Coronavirus: Prepare to Isolate

The country – indeed the world – is in a mess.  I’m writing on March 23, 2020, and the coronavirus has a strong foothold on humanity.  It’s contagious, tenacious, and invisible, which makes it a hard thing to defend against.  Those infected can spread it for days before they have any symptoms.  The virus lives on surfaces for hours or sometimes days.  It’s like the ultimate brain teaser: with some forethought, some science, and yes, some luck, you have a chance to escape this illness.

There is no vaccine.  There is no treatment.  If infected, there may be supports for you, but basically the disease will run its course.  If you are strong enough, if you are lucky enough, if your case is mild enough, you will survive.

Starting at midnight, Michigan will be under a “Stay Home – Stay Safe” executive order by our governor.  The order is set to run for three weeks – unless, of course, it needs to be amended.

In order to prepare for this essential lockdown, first I had to decide if I was going to accept isolation.  I work for an “exempt business” which can continue to operate under this executive order, so I could continue to work.  My work is done in a solitary office, some days I see no other staff the entire time I’m at work, and I almost never interact with the public.  I walk through a public lobby when I arrive and again when I leave.  My boss and I work opposite days, and we’re both borderline fanatics with wipes and hand sanitizer.  Overall, it looks like a low-risk situation.

However, I also share a stairway and a breakroom with others.  I handle papers, checks, money that have passed through many hands before getting to me.  We receive deliveries from all over the State – and who’s to say those drivers, their boxes, and their paperwork are virus-free?  The virus lives about 4 hours on cardboard.  I haven’t heard how long it survives on paper, but both are similar surfaces and it seems like it would be close.

In the meanwhile, I am also the oldest employee at my employer’s business – well past the warning flag age for “seniors.”  I’m recovering from having pneumonia last month.  I’m diabetic, more red flags for surviving the coronavirus.  I’m married to man who is now over age 70 and has a long, long list of pre-existing conditions, many of them respiratory in nature.  Reading one list, the only thing that didn’t apply to his state of health was pregnancy.  How could I risk bringing the virus home to him?  The answer is…  I can’t.  Thank God for understanding employers.

Covid

After work yesterday (my last day of work for an indefinite time), I went to the grocery store.  I shopped with the goal that it would be the last time I would be away from the house for the next three weeks, the duration of the governor’s stay-at-home order.  I bought fresh meats, fruits, and vegetables for now, and canned, frozen, dehydrated goods for later.  I bought half & half as a treat to use in our hot drinks during confinement, and later remembered that a dose of half & half to enrich powdered milk makes it a lot more palatable.  Another means to avoid the grocery store.

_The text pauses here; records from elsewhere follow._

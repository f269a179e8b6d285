use std::fmt;
use std::time::Duration;

/// A subscription as listed in the OPML file.
#[derive(Debug, Clone, PartialEq, Eq)]
pub struct FeedReference {
    pub title: String,
    pub feed_url: String,
}

impl FeedReference {
    pub fn new(title: impl Into<String>, feed_url: impl Into<String>) -> Self {
        Self {
            title: title.into(),
            feed_url: feed_url.into(),
        }
    }
}

/// Channel-level metadata recovered from a structurally valid feed.
#[derive(Debug, Clone, PartialEq, Eq, Default)]
pub struct FeedMetadata {
    pub title: String,
    pub link: Option<String>,
    pub description: Option<String>,
    pub image_url: Option<String>,
}

/// Why a feed could not be turned into metadata.
///
/// The `Display` text is what ends up in the rendered document, and
/// [`classify_failure`](crate::classify_failure) matches transport text
/// against known markers, so its wording is stable.
#[derive(Debug, Clone, PartialEq, Eq)]
pub enum FetchFailure {
    HttpStatus(u16),
    Timeout(Duration),
    Transport(String),
    TooLarge { max_bytes: u64 },
    FeedParse(String),
}

impl fmt::Display for FetchFailure {
    fn fmt(&self, f: &mut fmt::Formatter<'_>) -> fmt::Result {
        match self {
            FetchFailure::HttpStatus(code) => write!(f, "HTTP {code}"),
            FetchFailure::Timeout(after) => write!(f, "Timeout after {}s", after.as_secs_f64()),
            FetchFailure::Transport(message) => write!(f, "Error: {message}"),
            FetchFailure::TooLarge { max_bytes } => {
                write!(f, "Error: response too large (max {max_bytes} bytes)")
            }
            FetchFailure::FeedParse(detail) => write!(f, "Feed parsing error: {detail}"),
        }
    }
}

/// Outcome of the fetch stage: either metadata or a failure, never both.
#[derive(Debug, Clone, PartialEq, Eq)]
pub enum FeedStatus {
    Fetched(FeedMetadata),
    Failed(FetchFailure),
}

/// One podcast, created by the fetch stage and progressively enriched.
#[derive(Debug, Clone, PartialEq, Eq)]
pub struct PodcastRecord {
    pub original_title: String,
    pub feed_url: String,
    pub status: FeedStatus,
    pub category: Option<String>,
    pub tags: Vec<String>,
    pub enhanced_description: Option<String>,
}

impl PodcastRecord {
    pub fn fetched(reference: &FeedReference, metadata: FeedMetadata) -> Self {
        Self::with_status(reference, FeedStatus::Fetched(metadata))
    }

    pub fn failed(reference: &FeedReference, failure: FetchFailure) -> Self {
        Self::with_status(reference, FeedStatus::Failed(failure))
    }

    fn with_status(reference: &FeedReference, status: FeedStatus) -> Self {
        Self {
            original_title: reference.title.clone(),
            feed_url: reference.feed_url.clone(),
            status,
            category: None,
            tags: Vec::new(),
            enhanced_description: None,
        }
    }

    /// True when the feed was fetched and parsed.
    pub fn is_resolvable(&self) -> bool {
        matches!(self.status, FeedStatus::Fetched(_))
    }

    pub fn metadata(&self) -> Option<&FeedMetadata> {
        match &self.status {
            FeedStatus::Fetched(metadata) => Some(metadata),
            FeedStatus::Failed(_) => None,
        }
    }

    pub fn fetch_error(&self) -> Option<&FetchFailure> {
        match &self.status {
            FeedStatus::Fetched(_) => None,
            FeedStatus::Failed(failure) => Some(failure),
        }
    }

    pub fn fetched_title(&self) -> Option<&str> {
        self.metadata().map(|m| m.title.as_str())
    }

    pub fn link(&self) -> Option<&str> {
        self.metadata().and_then(|m| m.link.as_deref())
    }

    pub fn raw_description(&self) -> Option<&str> {
        self.metadata().and_then(|m| m.description.as_deref())
    }

    pub fn image_url(&self) -> Option<&str> {
        self.metadata().and_then(|m| m.image_url.as_deref())
    }

    /// Feed title when it is non-empty, otherwise the subscription title.
    pub fn display_title(&self) -> &str {
        match self.fetched_title() {
            Some(title) if !title.is_empty() => title,
            _ => &self.original_title,
        }
    }

    /// Oracle-supplied description when present, otherwise the feed's own.
    pub fn final_description(&self) -> Option<&str> {
        self.enhanced_description
            .as_deref()
            .or_else(|| self.raw_description())
    }
}

#[cfg(test)]
mod tests {
    use super::*;

    fn reference() -> FeedReference {
        FeedReference::new("From OPML", "https://example.com/feed.xml")
    }

    #[test]
    fn failure_text_is_stable() {
        assert_eq!(FetchFailure::HttpStatus(404).to_string(), "HTTP 404");
        assert_eq!(
            FetchFailure::Timeout(Duration::from_secs(30)).to_string(),
            "Timeout after 30s"
        );
        assert_eq!(
            FetchFailure::Timeout(Duration::from_millis(500)).to_string(),
            "Timeout after 0.5s"
        );
        assert_eq!(
            FetchFailure::Transport("dns error".into()).to_string(),
            "Error: dns error"
        );
        assert_eq!(
            FetchFailure::FeedParse("unexpected EOF".into()).to_string(),
            "Feed parsing error: unexpected EOF"
        );
    }

    #[test]
    fn display_title_falls_back_to_original() {
        let failed = PodcastRecord::failed(&reference(), FetchFailure::HttpStatus(500));
        assert_eq!(failed.display_title(), "From OPML");

        let blank = PodcastRecord::fetched(&reference(), FeedMetadata::default());
        assert_eq!(blank.display_title(), "From OPML");

        let titled = PodcastRecord::fetched(
            &reference(),
            FeedMetadata {
                title: "From Feed".into(),
                ..FeedMetadata::default()
            },
        );
        assert_eq!(titled.display_title(), "From Feed");
    }

    #[test]
    fn enhanced_description_wins() {
        let mut record = PodcastRecord::fetched(
            &reference(),
            FeedMetadata {
                title: "T".into(),
                description: Some("raw".into()),
                ..FeedMetadata::default()
            },
        );
        assert_eq!(record.final_description(), Some("raw"));
        record.enhanced_description = Some("better".into());
        assert_eq!(record.final_description(), Some("better"));
    }

    #[test]
    fn fetched_and_failed_are_exclusive() {
        let ok = PodcastRecord::fetched(&reference(), FeedMetadata::default());
        assert!(ok.is_resolvable());
        assert!(ok.fetched_title().is_some());
        assert!(ok.fetch_error().is_none());

        let failed = PodcastRecord::failed(&reference(), FetchFailure::HttpStatus(404));
        assert!(!failed.is_resolvable());
        assert!(failed.fetched_title().is_none());
        assert!(failed.fetch_error().is_some());
    }
}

I froze a few packages of cookies as well as some meat for later.  Other things like fresh potatoes, citrus fruits, and certain vegetables will last for a while.  I hid some bags of potato chips (from myself!) to be able to have them in a few weeks.  We have flour and other ingredients so we can cook and bake.  I always make up bread machine mixes ahead of time, so we have many in the freezer; we aren’t in danger of running out of bread.  Overall, it looks like we’re in good shape.  No hoarding – the only “last package” of anything I bought was dog treats, and there were plenty of other brands available.

We have a few simple goals for the duration: physically leave the house every day.  Eat well enough.  Sleep well enough.  Waste as little as possible.  Play with the dog.  Exercise. Clean or organize something every day.  Reach out to others, every day.

Wash your hands often.  Wipe keyboards and doorknobs and light switches behind you. Pray.  Do things and watch things on TV besides coronavirus news.  Look for uplifting stories and funny memes, and share them.  Help others to cope.  Remember to take a deep breath.  Know that you are loved, and share that love with others – from a socially acceptable distance.